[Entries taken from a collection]
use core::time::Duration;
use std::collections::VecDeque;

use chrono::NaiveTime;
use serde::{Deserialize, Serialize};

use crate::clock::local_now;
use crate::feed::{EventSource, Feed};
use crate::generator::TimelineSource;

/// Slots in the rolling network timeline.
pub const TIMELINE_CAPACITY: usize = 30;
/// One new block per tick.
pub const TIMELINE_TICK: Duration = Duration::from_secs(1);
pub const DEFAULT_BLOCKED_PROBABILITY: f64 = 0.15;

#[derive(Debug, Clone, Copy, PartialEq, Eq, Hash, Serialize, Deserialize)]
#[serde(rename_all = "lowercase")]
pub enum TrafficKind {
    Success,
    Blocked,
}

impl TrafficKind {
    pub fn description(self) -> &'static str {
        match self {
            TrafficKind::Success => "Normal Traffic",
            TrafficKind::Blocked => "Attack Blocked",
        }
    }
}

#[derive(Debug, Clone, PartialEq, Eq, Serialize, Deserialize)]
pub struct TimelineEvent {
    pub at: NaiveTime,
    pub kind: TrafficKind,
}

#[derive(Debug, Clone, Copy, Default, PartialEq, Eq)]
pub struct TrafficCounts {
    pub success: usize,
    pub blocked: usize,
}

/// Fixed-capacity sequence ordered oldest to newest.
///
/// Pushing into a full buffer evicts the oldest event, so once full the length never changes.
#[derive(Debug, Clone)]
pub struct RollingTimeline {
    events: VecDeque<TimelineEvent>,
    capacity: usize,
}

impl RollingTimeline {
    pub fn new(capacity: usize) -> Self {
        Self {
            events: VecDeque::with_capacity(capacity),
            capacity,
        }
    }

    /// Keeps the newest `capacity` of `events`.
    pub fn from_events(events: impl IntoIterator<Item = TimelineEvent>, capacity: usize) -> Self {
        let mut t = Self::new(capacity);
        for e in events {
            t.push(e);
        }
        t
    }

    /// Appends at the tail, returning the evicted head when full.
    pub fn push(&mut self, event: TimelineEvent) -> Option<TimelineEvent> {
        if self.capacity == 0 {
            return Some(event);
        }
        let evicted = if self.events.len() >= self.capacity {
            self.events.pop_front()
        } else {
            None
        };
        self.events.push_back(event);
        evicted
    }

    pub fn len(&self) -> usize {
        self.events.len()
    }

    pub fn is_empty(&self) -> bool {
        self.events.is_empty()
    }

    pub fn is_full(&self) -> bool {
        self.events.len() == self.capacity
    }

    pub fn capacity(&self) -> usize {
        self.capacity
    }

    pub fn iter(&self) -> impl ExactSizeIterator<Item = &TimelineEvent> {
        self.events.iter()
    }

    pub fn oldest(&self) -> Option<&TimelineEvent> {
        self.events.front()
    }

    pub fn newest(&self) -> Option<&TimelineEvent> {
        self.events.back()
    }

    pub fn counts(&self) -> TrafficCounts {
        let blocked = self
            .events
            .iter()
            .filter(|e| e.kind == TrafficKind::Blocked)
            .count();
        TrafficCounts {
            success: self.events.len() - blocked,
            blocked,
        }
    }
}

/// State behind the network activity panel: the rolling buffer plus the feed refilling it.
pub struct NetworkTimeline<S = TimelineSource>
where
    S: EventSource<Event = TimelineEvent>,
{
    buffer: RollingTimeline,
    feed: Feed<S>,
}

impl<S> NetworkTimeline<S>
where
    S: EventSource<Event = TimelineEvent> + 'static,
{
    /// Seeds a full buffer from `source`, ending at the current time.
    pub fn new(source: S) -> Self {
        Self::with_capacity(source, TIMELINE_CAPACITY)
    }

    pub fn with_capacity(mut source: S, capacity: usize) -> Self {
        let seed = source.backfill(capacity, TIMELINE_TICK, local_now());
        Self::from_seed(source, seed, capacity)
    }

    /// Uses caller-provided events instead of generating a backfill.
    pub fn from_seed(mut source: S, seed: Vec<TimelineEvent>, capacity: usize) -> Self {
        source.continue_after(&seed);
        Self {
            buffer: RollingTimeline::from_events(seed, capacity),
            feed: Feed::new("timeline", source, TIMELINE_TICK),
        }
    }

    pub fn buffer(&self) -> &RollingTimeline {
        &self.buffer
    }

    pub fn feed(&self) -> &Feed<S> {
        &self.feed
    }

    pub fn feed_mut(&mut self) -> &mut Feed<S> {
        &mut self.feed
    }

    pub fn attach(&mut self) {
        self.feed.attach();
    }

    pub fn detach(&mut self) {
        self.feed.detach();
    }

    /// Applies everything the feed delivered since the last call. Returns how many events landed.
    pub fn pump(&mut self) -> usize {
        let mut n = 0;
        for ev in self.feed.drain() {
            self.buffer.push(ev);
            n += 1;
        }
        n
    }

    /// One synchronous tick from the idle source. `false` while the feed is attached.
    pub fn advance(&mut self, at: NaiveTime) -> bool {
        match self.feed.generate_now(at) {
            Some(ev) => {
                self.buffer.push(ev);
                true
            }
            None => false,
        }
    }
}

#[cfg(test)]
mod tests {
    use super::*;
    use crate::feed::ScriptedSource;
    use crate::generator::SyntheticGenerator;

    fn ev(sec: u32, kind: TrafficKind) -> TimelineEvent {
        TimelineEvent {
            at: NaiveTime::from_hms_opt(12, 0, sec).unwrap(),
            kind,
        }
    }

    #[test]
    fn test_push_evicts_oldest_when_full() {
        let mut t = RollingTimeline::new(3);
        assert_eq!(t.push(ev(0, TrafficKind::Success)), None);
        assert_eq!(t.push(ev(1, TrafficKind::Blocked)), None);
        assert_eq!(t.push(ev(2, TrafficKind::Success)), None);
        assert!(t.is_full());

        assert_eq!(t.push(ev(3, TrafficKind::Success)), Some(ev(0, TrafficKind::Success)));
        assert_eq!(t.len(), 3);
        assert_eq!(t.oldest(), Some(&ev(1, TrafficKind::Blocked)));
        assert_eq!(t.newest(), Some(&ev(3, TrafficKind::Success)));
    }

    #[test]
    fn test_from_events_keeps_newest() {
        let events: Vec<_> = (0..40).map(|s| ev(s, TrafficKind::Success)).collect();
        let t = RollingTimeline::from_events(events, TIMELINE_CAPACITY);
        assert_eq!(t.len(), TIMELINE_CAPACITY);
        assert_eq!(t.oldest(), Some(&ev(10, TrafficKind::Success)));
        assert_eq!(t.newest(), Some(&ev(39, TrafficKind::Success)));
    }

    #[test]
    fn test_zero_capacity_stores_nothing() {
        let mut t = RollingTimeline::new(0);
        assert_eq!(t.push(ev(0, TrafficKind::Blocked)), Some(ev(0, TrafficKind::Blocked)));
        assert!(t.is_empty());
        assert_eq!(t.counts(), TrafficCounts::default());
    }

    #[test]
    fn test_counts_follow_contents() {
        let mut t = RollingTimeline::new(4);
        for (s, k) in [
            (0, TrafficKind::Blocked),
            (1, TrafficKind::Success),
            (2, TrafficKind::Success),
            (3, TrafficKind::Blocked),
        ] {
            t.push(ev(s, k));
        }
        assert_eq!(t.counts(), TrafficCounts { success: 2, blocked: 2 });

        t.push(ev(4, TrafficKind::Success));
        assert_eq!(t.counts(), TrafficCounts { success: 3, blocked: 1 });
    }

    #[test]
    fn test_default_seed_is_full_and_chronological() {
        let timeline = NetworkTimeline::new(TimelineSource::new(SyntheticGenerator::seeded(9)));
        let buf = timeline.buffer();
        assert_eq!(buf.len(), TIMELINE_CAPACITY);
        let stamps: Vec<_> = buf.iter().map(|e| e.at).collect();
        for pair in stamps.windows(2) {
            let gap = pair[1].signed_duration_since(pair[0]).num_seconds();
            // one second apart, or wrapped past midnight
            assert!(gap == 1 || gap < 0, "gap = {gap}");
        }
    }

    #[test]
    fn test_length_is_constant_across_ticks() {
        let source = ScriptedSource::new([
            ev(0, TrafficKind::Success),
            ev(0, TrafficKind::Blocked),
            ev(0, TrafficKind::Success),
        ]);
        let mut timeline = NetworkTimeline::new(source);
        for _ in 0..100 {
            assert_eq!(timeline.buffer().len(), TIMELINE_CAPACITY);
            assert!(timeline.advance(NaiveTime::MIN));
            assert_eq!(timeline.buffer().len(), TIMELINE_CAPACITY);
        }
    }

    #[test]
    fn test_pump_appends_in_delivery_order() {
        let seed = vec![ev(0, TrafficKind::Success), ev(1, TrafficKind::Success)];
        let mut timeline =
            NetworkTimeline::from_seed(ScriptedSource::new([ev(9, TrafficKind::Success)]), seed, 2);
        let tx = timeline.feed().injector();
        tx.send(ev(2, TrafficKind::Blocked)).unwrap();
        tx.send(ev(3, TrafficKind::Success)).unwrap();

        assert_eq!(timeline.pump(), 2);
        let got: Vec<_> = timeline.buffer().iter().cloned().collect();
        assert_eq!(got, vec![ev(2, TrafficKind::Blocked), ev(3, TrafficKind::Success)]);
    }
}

**What this task involves:**
Write out word for word only the lines from the start of the entries down to the line with "#[derive(Debug, Clone, Copy, Default, PartialEq, Eq)]", please, including both ends.

**Exercise solution:**
use core::time::Duration;
use std::collections::VecDeque;

use chrono::NaiveTime;
use serde::{Deserialize, Serialize};

use crate::clock::local_now;
use crate::feed::{EventSource, Feed};
use crate::generator::TimelineSource;

/// Slots in the rolling network timeline.
pub const TIMELINE_CAPACITY: usize = 30;
/// One new block per tick.
pub const TIMELINE_TICK: Duration = Duration::from_secs(1);
pub const DEFAULT_BLOCKED_PROBABILITY: f64 = 0.15;

#[derive(Debug, Clone, Copy, PartialEq, Eq, Hash, Serialize, Deserialize)]
#[serde(rename_all = "lowercase")]
pub enum TrafficKind {
    Success,
    Blocked,
}

impl TrafficKind {
    pub fn description(self) -> &'static str {
        match self {
            TrafficKind::Success => "Normal Traffic",
            TrafficKind::Blocked => "Attack Blocked",
        }
    }
}

#[derive(Debug, Clone, PartialEq, Eq, Serialize, Deserialize)]
pub struct TimelineEvent {
    pub at: NaiveTime,
    pub kind: TrafficKind,
}

#[derive(Debug, Clone, Copy, Default, PartialEq, Eq)]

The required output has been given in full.